3. Maximize your “bang for the buck” with good planning. Capital Metro has initiated a comprehensive operational analysis of our bus service that will guide our priorities for the next 10 years. Among many factors to be studied over the next six months is a transit competitiveness index, which will identify which areas are most conducive to transit. This kind of comprehensive planning has not been conducted in Austin in many years, so the resulting recommendations may have profound implications for our service map as we streamline routes to best meet current and future demand for service on a limited budget.
4. Don’t be afraid to try something new. We’re exploring a few new ideas that might assist with both revenue generation and the ability to manage increased ridership. A variable pricing structure that allowed us to charge a premium fare during peak hours would both generate more revenue and also shift some ridership from peak hours to non-peak hours. Likewise, what would happen if we began charging for parking at our park-and-rides?
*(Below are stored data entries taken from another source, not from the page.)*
//! CLI argument definitions

use clap::{Args as ClapArgs, Parser, Subcommand};
use cpuprof_common::DEFAULT_SAMPLE_FREQUENCY;
use std::path::PathBuf;

#[derive(Parser)]
#[command(
    name = "cpuprof",
    version,
    about = "Sample CPU stacks of a process with eBPF and write a pprof profile",
    after_help = "\
EXAMPLES:
    sudo cpuprof record my-app                       Auto-detect PID and binary
    sudo cpuprof record --pid 1234 --duration 30     Explicit PID, 30s profile
    cpuprof addr2func --path ./fib --addr 0x401126   Resolve one address
    cpuprof report cpu.pprof                         Summarize a profile"
)]
pub struct Args {
    #[command(subcommand)]
    pub command: Command,
}

#[derive(Subcommand)]
pub enum Command {
    /// Profile a running process and write a pprof file
    Record(RecordArgs),

    /// Resolve an address to the enclosing function name
    Addr2func(Addr2FuncArgs),

    /// Print the top functions of a pprof file
    Report(ReportArgs),
}

#[derive(ClapArgs)]
pub struct RecordArgs {
    /// Process name to profile (auto-detects PID and binary)
    #[arg(value_name = "PROCESS")]
    pub process: Option<String>,

    /// Process ID to profile (binary path auto-detected from /proc)
    #[arg(short, long)]
    pub pid: Option<u32>,

    /// Path to binary for symbol resolution (optional, auto-detected if omitted)
    #[arg(short, long)]
    pub target: Option<String>,

    /// Stop after N seconds
    #[arg(short, long, default_value = "10", value_parser = clap::value_parser!(u64).range(1..))]
    pub duration: u64,

    /// Where to write the profile
    #[arg(short, long, value_name = "FILE", default_value = "cpu.pprof")]
    pub output: PathBuf,

    /// Samples per second of CPU time
    #[arg(short, long, default_value_t = DEFAULT_SAMPLE_FREQUENCY,
          value_parser = clap::value_parser!(u64).range(1..))]
    pub frequency: u64,

    /// Write raw addresses only
    #[arg(long)]
    pub no_symbolize: bool,

    /// Functions to list in the summary (0 = none)
    #[arg(long, default_value = "10")]
    pub top: usize,

    /// Suppress non-essential output
    #[arg(short, long)]
    pub quiet: bool,
}

#[derive(ClapArgs)]
pub struct Addr2FuncArgs {
    /// ELF executable with a symbol table
    #[arg(long)]
    pub path: PathBuf,

    /// Sampled instruction address (hex with 0x, or decimal)
    #[arg(long, value_parser = parse_address)]
    pub addr: u64,

    /// Start of the executable mapping in the process
    #[arg(long, value_parser = parse_address, default_value = "0x401000")]
    pub memory_start: u64,

    /// File offset of the executable mapping
    #[arg(long, value_parser = parse_address, default_value = "0x1000")]
    pub file_offset: u64,
}

#[derive(ClapArgs)]
pub struct ReportArgs {
    /// pprof file, gzip-compressed or raw
    #[arg(value_name = "FILE")]
    pub file: PathBuf,

    /// Functions to list
    #[arg(long, default_value = "10")]
    pub top: usize,
}

/// Parse `0x`-prefixed hex or plain decimal
///
/// # Errors
/// Returns a message suitable for clap when the value is not a number
pub fn parse_address(s: &str) -> Result<u64, String> {
    let s = s.trim();
    let parsed = match s.strip_prefix("0x").or_else(|| s.strip_prefix("0X")) {
        Some(hex) => u64::from_str_radix(hex, 16),
        None => s.parse(),
    };
    parsed.map_err(|e| format!("invalid address {s:?}: {e}"))
}
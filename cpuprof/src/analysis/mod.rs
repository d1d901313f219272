//! Analysis logic for profiling data
//!
//! Pure summaries over pprof profiles, kept apart from the CLI that prints them.

pub mod hotspot_analyzer;

pub use hotspot_analyzer::{analyze_hotspots, total_samples, FunctionHotspot};
use cpuprof::domain::AssemblyWarning;
use cpuprof::profiling::{build_profile, ProfileMeta};
use cpuprof::symbolization::{
    parse_memory_maps_str, symbolize_with_image, ElfImage, LoadSegment, Symbol,
};
use cpuprof_common::StackCountKey;
use std::collections::HashMap;
use std::path::Path;
use std::time::Duration;

const MAPS: &str = "\
55d0c0a00000-55d0c0a01000 r--p 00000000 fd:01 1234 /tmp/fib
55d0c0a01000-55d0c0a02000 r-xp 00001000 fd:01 1234 /tmp/fib
55d0c0c03000-55d0c0c24000 rw-p 00000000 00:00 0 [heap]
7f3a1c028000-7f3a1c1bd000 r-xp 00028000 fd:01 5678 /usr/lib/libc.so.6
7ffd5b1f8000-7ffd5b1fa000 r-xp 00000000 00:00 0 [vdso]
";

fn fib_image() -> ElfImage {
    ElfImage {
        symbols: vec![
            Symbol::new("main", 0x1160),
            Symbol::new("fib", 0x1130),
            Symbol::new("_start", 0x1040),
            Symbol::new("_fini", 0x1180),
        ],
        segments: vec![
            LoadSegment { file_offset: 0, vaddr: 0 },
            LoadSegment { file_offset: 0x1000, vaddr: 0x1000 },
        ],
    }
}

fn key(pid: u32, user_stack_id: i32, kernel_stack_id: i32) -> StackCountKey {
    StackCountKey { pid, user_stack_id, kernel_stack_id }
}

#[test]
fn test_fib_profile_end_to_end() {
    let mappings = parse_memory_maps_str(MAPS).unwrap();
    assert_eq!(mappings.len(), 3);

    // fib recursion: fib <- fib <- main <- libc
    let stacks: HashMap<u32, Vec<u64>> = HashMap::from([
        (10, vec![0x55d0_c0a0_1140, 0x55d0_c0a0_1150, 0x55d0_c0a0_1170, 0x7f3a_1c02_9d90, 0]),
        (11, vec![0x55d0_c0a0_1170, 0x7f3a_1c02_9d90, 0]),
        (20, vec![0xffff_ffff_8100_1000, 0]),
    ]);
    let counts = vec![(key(4242, 10, -14), 90u64), (key(4242, 11, 20), 10), (key(4242, -14, 20), 3)];

    let meta = ProfileMeta::cpu(1_700_000_000_000_000_000, Duration::from_secs(10), 100);
    let (mut profile, report) = build_profile(&counts, &stacks, mappings, meta);

    assert_eq!(report.keys_seen, 3);
    assert_eq!(report.samples_emitted, 2);
    assert_eq!(profile.total_samples(), 100);
    // 0x...1170 and the libc frame are shared by both samples
    assert_eq!(profile.locations.len(), 4);

    let ids: Vec<u64> = profile.mappings.iter().map(|m| m.id).collect();
    assert_eq!(ids, vec![1, 2, 3]);
    assert!(profile.locations.iter().all(|l| l.mapping_id.is_some()));

    let stats = symbolize_with_image(&mut profile, Path::new("/tmp/fib"), &fib_image());
    assert_eq!(stats.locations_symbolized, 3);

    let leaf = profile.location(profile.samples[0].location_ids[0]).unwrap();
    assert_eq!(profile.function(leaf.function_id.unwrap()).unwrap().name, "fib");
    let libc = profile.location(profile.samples[0].location_ids[3]).unwrap();
    assert_eq!(libc.function_id, None);
    assert_eq!(profile.mapping(libc.mapping_id.unwrap()).unwrap().filename, "/usr/lib/libc.so.6");
}

#[test]
fn test_frame_past_last_symbol_is_unsymbolized() {
    let mappings = parse_memory_maps_str(MAPS).unwrap();
    let stacks: HashMap<u32, Vec<u64>> =
        HashMap::from([(1, vec![0x55d0_c0a0_1140, 0x55d0_c0a0_1190, 0])]);
    let counts = vec![(key(4242, 1, -1), 4u64)];

    let meta = ProfileMeta::cpu(0, Duration::from_secs(1), 100);
    let (mut profile, _) = build_profile(&counts, &stacks, mappings, meta);

    let stats = symbolize_with_image(&mut profile, Path::new("/tmp/fib"), &fib_image());

    assert_eq!(stats.locations_symbolized, 1);
    assert_eq!(stats.locations_unknown, 1);
    let past_end = profile.location(profile.samples[0].location_ids[1]).unwrap();
    assert_eq!(past_end.address, 0x55d0_c0a0_1190);
    assert_eq!(past_end.function_id, None);
}

#[test]
fn test_failed_user_stack_yields_no_sample() {
    let stacks: HashMap<u32, Vec<u64>> = HashMap::new();
    let counts = vec![(key(1, -14, -14), 5u64)];

    let meta = ProfileMeta::cpu(0, Duration::from_secs(1), 100);
    let (profile, report) = build_profile(&counts, &stacks, Vec::new(), meta);

    assert!(profile.samples.is_empty());
    assert!(profile.locations.is_empty());
    assert_eq!(report.warnings.len(), 1);
    assert!(matches!(report.warnings[0], AssemblyWarning::UserStackMissing { .. }));
}

#[test]
fn test_profile_metadata() {
    let meta = ProfileMeta::cpu(42, Duration::from_millis(1500), 100);
    let counts: Vec<(StackCountKey, u64)> = Vec::new();
    let stacks: HashMap<u32, Vec<u64>> = HashMap::new();
    let (profile, _) = build_profile(&counts, &stacks, Vec::new(), meta);

    assert_eq!(profile.time_nanos, 42);
    assert_eq!(profile.duration_nanos, 1_500_000_000);
    assert_eq!(profile.period, 10_000_000);
    assert_eq!(profile.sample_type.len(), 1);
    assert_eq!(profile.sample_type[0].unit, "count");
    assert_eq!(profile.period_type.r#type, "cpu");
}
//! Structured error types for cpuprof
//!
//! Using thiserror for automatic Display implementation and error chaining.

use super::types::{Pid, StackId};
use thiserror::Error;

/// Construction-time failures of a symbol resolver
///
/// These are configuration errors: the resolver is never built, so no
/// address is resolved against a half-loaded executable.
#[derive(Error, Debug)]
pub enum ResolverError {
    #[error("Failed to read executable {path}: {source}")]
    Io {
        path: String,
        #[source]
        source: std::io::Error,
    },

    #[error("Failed to parse executable: {0}")]
    Parse(#[from] object::Error),

    #[error("Executable has no symbol table (.symtab); is it stripped?")]
    MissingSymbolTable,

    #[error("Loadable segment not found at offset 0x{file_offset:x}")]
    SegmentNotFound { file_offset: u64 },
}

/// Failure reading one of the sampler's tables
#[derive(Error, Debug)]
pub enum SampleTableError {
    #[error("Stack {0} not found in stack trace map")]
    StackNotFound(StackId),

    #[error(transparent)]
    Map(#[from] aya::maps::MapError),
}

/// Per-key soft failures during profile assembly
///
/// None of these abort the pass; the affected key is skipped or degraded.
#[derive(Error, Debug)]
pub enum AssemblyWarning {
    #[error("{pid}: user stack capture failed ({stack_id}), sample skipped")]
    UserStackMissing { pid: Pid, stack_id: StackId },

    #[error("{pid}: failed to look up user-space stack {stack_id}: {source}")]
    UserStackLookup {
        pid: Pid,
        stack_id: StackId,
        #[source]
        source: SampleTableError,
    },

    #[error("{pid}: failed to read user-space stack {stack_id}: {source}")]
    UserStackDecode {
        pid: Pid,
        stack_id: StackId,
        #[source]
        source: StackDecodeError,
    },

    #[error("{pid}: failed to look up kernel-space stack {stack_id}: {source}")]
    KernelStackLookup {
        pid: Pid,
        stack_id: StackId,
        #[source]
        source: SampleTableError,
    },

    #[error("{pid}: failed to read kernel-space stack {stack_id}: {source}")]
    KernelStackDecode {
        pid: Pid,
        stack_id: StackId,
        #[source]
        source: StackDecodeError,
    },

    #[error("{pid}: no process mapping for address 0x{addr:x}")]
    UnmappedAddress { pid: Pid, addr: u64 },

    #[error(transparent)]
    CountsIteration(SampleTableError),
}

/// A raw stack that cannot be interpreted as instruction pointers
#[derive(Error, Debug, PartialEq, Eq)]
pub enum StackDecodeError {
    #[error("stack has {0} frames, more than the maximum depth {max}", max = cpuprof_common::MAX_STACK_DEPTH)]
    TooDeep(usize),
}

#[derive(Error, Debug)]
pub enum ProfilerError {
    #[error("Failed to read memory maps of {0}")]
    MemoryMapsParseFailed(Pid),

    #[error("Malformed memory map entry: {0}")]
    MalformedMapEntry(String),

    #[error("Failed to load eBPF program: {0}")]
    Aya(#[from] aya::EbpfError),
}

#[derive(Error, Debug)]
pub enum ExportError {
    #[error("Failed to encode profile: {0}")]
    Encode(#[from] prost::EncodeError),

    #[error("Failed to decode profile: {0}")]
    Decode(#[from] prost::DecodeError),

    #[error(transparent)]
    Io(#[from] std::io::Error),
}

#[cfg(test)]
mod tests {
    use super::*;

    #[test]
    fn test_profiler_error_display() {
        let err = ProfilerError::MemoryMapsParseFailed(Pid(1234));
        assert_eq!(err.to_string(), "Failed to read memory maps of PID:1234");
    }

    #[test]
    fn test_segment_not_found_display() {
        let err = ResolverError::SegmentNotFound { file_offset: 0x1000 };
        assert_eq!(err.to_string(), "Loadable segment not found at offset 0x1000");
    }

    #[test]
    fn test_user_stack_missing_display() {
        let warning = AssemblyWarning::UserStackMissing { pid: Pid(42), stack_id: StackId(-14) };
        assert!(warning.to_string().contains("stack#-14"));
        assert!(warning.to_string().contains("PID:42"));
    }

    #[test]
    fn test_decode_error_display() {
        assert!(StackDecodeError::TooDeep(200).to_string().contains("127"));
    }
}
//! Profile export
//!
//! This module provides functionality for writing assembled profiles to disk.
//! Currently supports the pprof format (`go tool pprof`, Parca, Pyroscope).

pub mod pprof;
pub mod proto;

pub use pprof::{encode_profile, read_profile, write_profile};
//! # Shared Data Structures (eBPF ↔ Userspace)
//!
//! Defines the map key layout and constants shared between the kernel-side
//! sampler and userspace. All types use `#[repr(C)]` so both sides agree on
//! the layout of the `COUNTS` map key.
//!
//! ## Maps
//!
//! - `COUNTS` - `StackCountKey` → number of times the key was sampled
//! - `STACK_TRACES` - stack id → `[u64; MAX_STACK_DEPTH]` instruction pointers

#![no_std]

/// Maximum number of stack frames captured per stack
///
/// Kernel eBPF programs are limited to 127 frames due to verifier constraints
/// (`perf_event_max_stack` default).
pub const MAX_STACK_DEPTH: usize = 127;

/// Maximum number of distinct stacks buffered in `STACK_TRACES`
pub const MAX_STACK_ADDRESSES: u32 = 1024;

/// Maximum number of distinct `(pid, user stack, kernel stack)` keys in `COUNTS`
pub const MAX_COUNT_ENTRIES: u32 = 10240;

/// Name of the counts map in the eBPF object
pub const COUNTS_MAP: &str = "COUNTS";

/// Name of the stack trace map in the eBPF object
pub const STACK_TRACES_MAP: &str = "STACK_TRACES";

/// Name of the `perf_event` program in the eBPF object
pub const SAMPLE_PROGRAM: &str = "do_sample";

/// Default sampling frequency in Hz
pub const DEFAULT_SAMPLE_FREQUENCY: u64 = 100;

/// Key of the `COUNTS` map
///
/// One entry exists per distinct combination observed by the sampler. The
/// value is incremented atomically every time the combination is sampled.
///
/// **Stack ids**:
/// - Non-negative: valid id in `STACK_TRACES`
/// - Negative: `bpf_get_stackid()` failed (e.g. `-EFAULT`, `-ENOMEM`), no
///   addresses were recorded and the id must not be looked up
#[repr(C)]
#[derive(Clone, Copy, Debug, Default, PartialEq, Eq, Hash)]
pub struct StackCountKey {
    /// Process ID (TGID in Linux terms)
    pub pid: u32,

    /// User-space stack id
    pub user_stack_id: i32,

    /// Kernel-space stack id
    pub kernel_stack_id: i32,
}

#[cfg(feature = "user")]
use aya::Pod;

// Required to use StackCountKey as an aya HashMap key
#[cfg(feature = "user")]
#[allow(unsafe_code)]
unsafe impl Pod for StackCountKey {}
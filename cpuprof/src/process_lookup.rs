//! Auto-detect process PID and binary path from process name.

use anyhow::{bail, Context, Result};
use std::fs;
use std::path::{Path, PathBuf};

use crate::domain::Pid;

/// Result of process lookup.
#[derive(Debug)]
pub struct ProcessInfo {
    pub pid: Pid,
    pub exe_path: PathBuf,
    pub command: String,
}

/// How well a process matched the requested name
#[derive(Debug, Clone, Copy, PartialEq, Eq, PartialOrd, Ord)]
enum MatchKind {
    Substring,
    Exact,
}

/// Find a process by name.
///
/// Searches `/proc` for processes matching the given name, comparing
/// against the command name from `/proc/<pid>/stat` and the executable
/// basename from `/proc/<pid>/exe`. A single exact match wins over any
/// number of substring matches. The profiler itself is never a candidate.
///
/// # Errors
/// - No processes found
/// - Multiple processes found (ambiguous)
pub fn find_process_by_name(name: &str) -> Result<ProcessInfo> {
    let own_pid = std::process::id();
    let mut matches: Vec<(MatchKind, ProcessInfo)> = Vec::new();

    let proc_dir = fs::read_dir("/proc").context("Failed to read /proc")?;

    for entry in proc_dir.flatten() {
        let Ok(pid) = entry.file_name().to_string_lossy().parse::<u32>() else {
            continue;
        };
        if pid == own_pid {
            continue;
        }

        // Kernel threads have no exe link
        let Ok(exe_path) = fs::read_link(format!("/proc/{pid}/exe")) else {
            continue;
        };
        let Ok(stat_content) = fs::read_to_string(format!("/proc/{pid}/stat")) else {
            continue;
        };
        let Ok(command) = extract_comm(&stat_content) else {
            continue;
        };

        if let Some(kind) = match_kind(&command, &exe_path, name) {
            matches.push((kind, ProcessInfo { pid: Pid(pid), exe_path, command }));
        }
    }

    let exact = matches.iter().filter(|(kind, _)| *kind == MatchKind::Exact).count();
    if exact > 0 {
        matches.retain(|(kind, _)| *kind == MatchKind::Exact);
    }

    match matches.len() {
        0 => bail!(
            "No process matching '{name}' found.\n\
             Check running processes with: ps aux | grep {name}"
        ),
        1 => Ok(matches.remove(0).1),
        _ => {
            let list: Vec<String> = matches
                .iter()
                .map(|(_, m)| format!("  {} ({})", m.pid.0, m.command))
                .collect();
            bail!(
                "Multiple processes match '{name}':\n{}\n\n\
                 Specify PID explicitly: cpuprof record --pid <PID>",
                list.join("\n")
            )
        }
    }
}

/// Resolve binary path from PID via `/proc/<pid>/exe`.
///
/// # Errors
/// Returns error if the process doesn't exist or `/proc/<pid>/exe` is not readable.
pub fn resolve_exe_path(pid: Pid) -> Result<PathBuf> {
    let exe_link = format!("/proc/{}/exe", pid.0);
    fs::read_link(&exe_link).with_context(|| format!("Cannot read {exe_link}"))
}

/// Extract command name from `/proc/<pid>/stat`.
/// Format: "pid (comm) state ..."
fn extract_comm(stat_line: &str) -> Result<String> {
    let open = stat_line.find('(').context("Invalid stat format")?;
    let close = stat_line.rfind(')').context("Invalid stat format")?;
    if open >= close {
        bail!("Invalid stat format");
    }
    Ok(stat_line[open + 1..close].to_string())
}

fn match_kind(command: &str, exe_path: &Path, pattern: &str) -> Option<MatchKind> {
    let exe_basename = exe_path.file_name().and_then(|n| n.to_str()).unwrap_or("");
    let pattern_basename =
        Path::new(pattern).file_name().and_then(|n| n.to_str()).unwrap_or(pattern);

    if command == pattern_basename || exe_basename == pattern_basename {
        Some(MatchKind::Exact)
    } else if command.contains(pattern) || exe_basename.contains(pattern) {
        Some(MatchKind::Substring)
    } else {
        None
    }
}
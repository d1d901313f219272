//! Health of the sampler's maps after a run
//!
//! Stack ids recorded by the kernel carry a negative errno when capture
//! failed. Counting them per errno tells apart a process whose frames could
//! not be walked (`EFAULT`) from a stack map that ran out of room
//! (`ENOMEM`/`EEXIST` collisions).

use cpuprof_common::{StackCountKey, MAX_COUNT_ENTRIES};
use std::collections::BTreeMap;

use crate::domain::StackId;
use crate::profiling::sample_table::CountsTable;

/// Summary of the counts map
#[derive(Debug, Default, Clone, PartialEq, Eq)]
pub struct CaptureDiagnostics {
    pub keys: usize,
    pub samples: u64,
    /// errno → samples whose user stack capture failed with it
    pub user_stack_errors: BTreeMap<i32, u64>,
    /// errno → samples whose kernel stack capture failed with it
    pub kernel_stack_errors: BTreeMap<i32, u64>,
    /// Entries that could not be read
    pub unreadable: usize,
}

impl CaptureDiagnostics {
    /// Scan every entry of `counts`
    pub fn collect<C: CountsTable + ?Sized>(counts: &C) -> Self {
        let mut diag = Self::default();
        for entry in counts.entries() {
            match entry {
                Ok((key, count)) => diag.record(&key, count),
                Err(_) => diag.unreadable += 1,
            }
        }
        diag
    }

    fn record(&mut self, key: &StackCountKey, count: u64) {
        self.keys += 1;
        self.samples = self.samples.saturating_add(count);
        if !StackId(key.user_stack_id).is_valid() {
            *self.user_stack_errors.entry(key.user_stack_id.saturating_neg()).or_insert(0) += count;
        }
        if !StackId(key.kernel_stack_id).is_valid() {
            *self.kernel_stack_errors.entry(key.kernel_stack_id.saturating_neg()).or_insert(0) += count;
        }
    }

    /// The counts map is full, so new stacks were dropped in the kernel
    #[must_use]
    pub fn counts_map_full(&self) -> bool {
        self.keys + self.unreadable >= MAX_COUNT_ENTRIES as usize
    }

    /// Print to stderr
    pub fn print(&self) {
        eprintln!("sampler: {} samples in {} stacks", self.samples, self.keys);
        for (errno, count) in &self.user_stack_errors {
            eprintln!("  user stack failed ({}): {count} samples", errno_name(*errno));
        }
        for (errno, count) in &self.kernel_stack_errors {
            eprintln!("  kernel stack failed ({}): {count} samples", errno_name(*errno));
        }
        if self.unreadable > 0 {
            eprintln!("  unreadable entries: {}", self.unreadable);
        }
        if self.counts_map_full() {
            eprintln!("  counts map full ({MAX_COUNT_ENTRIES} entries), later stacks were dropped");
        }
    }
}

fn errno_name(errno: i32) -> String {
    match errno {
        libc::EFAULT => "EFAULT".to_string(),
        libc::EEXIST => "EEXIST".to_string(),
        libc::ENOMEM => "ENOMEM".to_string(),
        libc::ENOENT => "ENOENT".to_string(),
        other => format!("errno {other}"),
    }
}
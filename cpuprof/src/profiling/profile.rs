//! In-memory profile graph
//!
//! Shaped after the pprof `Profile` message: locations and mappings are
//! stored in arenas and referenced by their 1-based ids, so samples,
//! locations and mappings never hold references to each other.

use crate::symbolization::MemoryMapping;

/// Nanoseconds between samples at `frequency` Hz
#[must_use]
#[allow(clippy::cast_possible_wrap)]
pub fn period_for_frequency(frequency: u64) -> i64 {
    (1_000_000_000 / frequency.max(1)) as i64
}

/// Type and unit of a sample value or of the sampling period
#[derive(Debug, Clone, PartialEq, Eq)]
pub struct ValueType {
    pub r#type: String,
    pub unit: String,
}

impl ValueType {
    pub fn new(r#type: impl Into<String>, unit: impl Into<String>) -> Self {
        Self { r#type: r#type.into(), unit: unit.into() }
    }
}

/// Collection metadata attached to a profile
#[derive(Debug, Clone, PartialEq, Eq)]
pub struct ProfileMeta {
    /// Collection time, nanoseconds past the UNIX epoch
    pub time_nanos: i64,
    pub duration_nanos: i64,
    /// Nanoseconds between samples
    pub period: i64,
}

impl ProfileMeta {
    /// Metadata for a CPU profile that started at `time_nanos`
    #[must_use]
    #[allow(clippy::cast_possible_truncation, clippy::cast_possible_wrap)]
    pub fn cpu(time_nanos: i64, duration: std::time::Duration, frequency: u64) -> Self {
        Self {
            time_nanos,
            duration_nanos: duration.as_nanos() as i64,
            period: period_for_frequency(frequency),
        }
    }
}

/// A process mapping with its profile id
#[derive(Debug, Clone, PartialEq, Eq)]
pub struct Mapping {
    /// 1-based, assigned in `/proc/<pid>/maps` order when assembly finishes
    pub id: u64,
    pub memory_start: u64,
    pub memory_limit: u64,
    pub file_offset: u64,
    pub filename: String,
    /// Set once any location in the mapping was symbolized
    pub has_functions: bool,
}

impl Mapping {
    pub(crate) fn from_memory_mapping(index: usize, mapping: &MemoryMapping) -> Self {
        Self {
            id: index as u64 + 1,
            memory_start: mapping.start,
            memory_limit: mapping.limit,
            file_offset: mapping.offset,
            filename: mapping.file.clone(),
            has_functions: false,
        }
    }
}

/// A unique `(pid, address)` seen in a stack
#[derive(Debug, Clone, PartialEq, Eq)]
pub struct Location {
    /// 1-based, equal to the location's index in [`Profile::locations`] plus one
    pub id: u64,
    pub address: u64,
    /// Id of the containing mapping, `None` if no mapping contained the address
    pub mapping_id: Option<u64>,
    /// Id of the enclosing function, filled in by symbolization
    pub function_id: Option<u64>,
}

/// A symbolized function name
#[derive(Debug, Clone, PartialEq, Eq)]
pub struct Function {
    pub id: u64,
    pub name: String,
}

/// One distinct stack with how many times it was sampled
#[derive(Debug, Clone, PartialEq, Eq)]
pub struct Sample {
    /// `[count]`, matching [`Profile::sample_type`]
    pub value: Vec<i64>,
    /// Location ids, leaf first
    pub location_ids: Vec<u64>,
}

/// Assembled CPU profile
#[derive(Debug, Clone, PartialEq, Eq)]
pub struct Profile {
    pub sample_type: Vec<ValueType>,
    pub period_type: ValueType,
    pub period: i64,
    pub time_nanos: i64,
    pub duration_nanos: i64,
    pub mappings: Vec<Mapping>,
    pub locations: Vec<Location>,
    pub functions: Vec<Function>,
    pub samples: Vec<Sample>,
}

impl Profile {
    /// Empty CPU profile: one `samples/count` value per sample, `cpu/nanoseconds` period
    #[must_use]
    pub fn new(meta: &ProfileMeta) -> Self {
        Self {
            // By convention the event count comes first and uses unit "count"
            sample_type: vec![ValueType::new("samples", "count")],
            period_type: ValueType::new("cpu", "nanoseconds"),
            period: meta.period,
            time_nanos: meta.time_nanos,
            duration_nanos: meta.duration_nanos,
            mappings: Vec::new(),
            locations: Vec::new(),
            functions: Vec::new(),
            samples: Vec::new(),
        }
    }

    #[must_use]
    pub fn location(&self, id: u64) -> Option<&Location> {
        let index = usize::try_from(id.checked_sub(1)?).ok()?;
        self.locations.get(index)
    }

    #[must_use]
    pub fn mapping(&self, id: u64) -> Option<&Mapping> {
        let index = usize::try_from(id.checked_sub(1)?).ok()?;
        self.mappings.get(index)
    }

    #[must_use]
    pub fn function(&self, id: u64) -> Option<&Function> {
        let index = usize::try_from(id.checked_sub(1)?).ok()?;
        self.functions.get(index)
    }

    /// Sum of all sample counts
    #[must_use]
    pub fn total_samples(&self) -> i64 {
        self.samples.iter().filter_map(|s| s.value.first()).sum()
    }
}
We could increase revenue and in a few instances, shift some ridership from the premium commuter routes that serve those facilities to regular local routes.
Manager’s Forum goes to the front lines of the transit industry to get feedback on different topics relevant to passenger transportation — and we want to hear from you! If you have an idea for discussion or would like to voice your opinion, please contact Leah Harnack at (920)563-6388 Ext.1535 or via email at firstname.lastname@example.org.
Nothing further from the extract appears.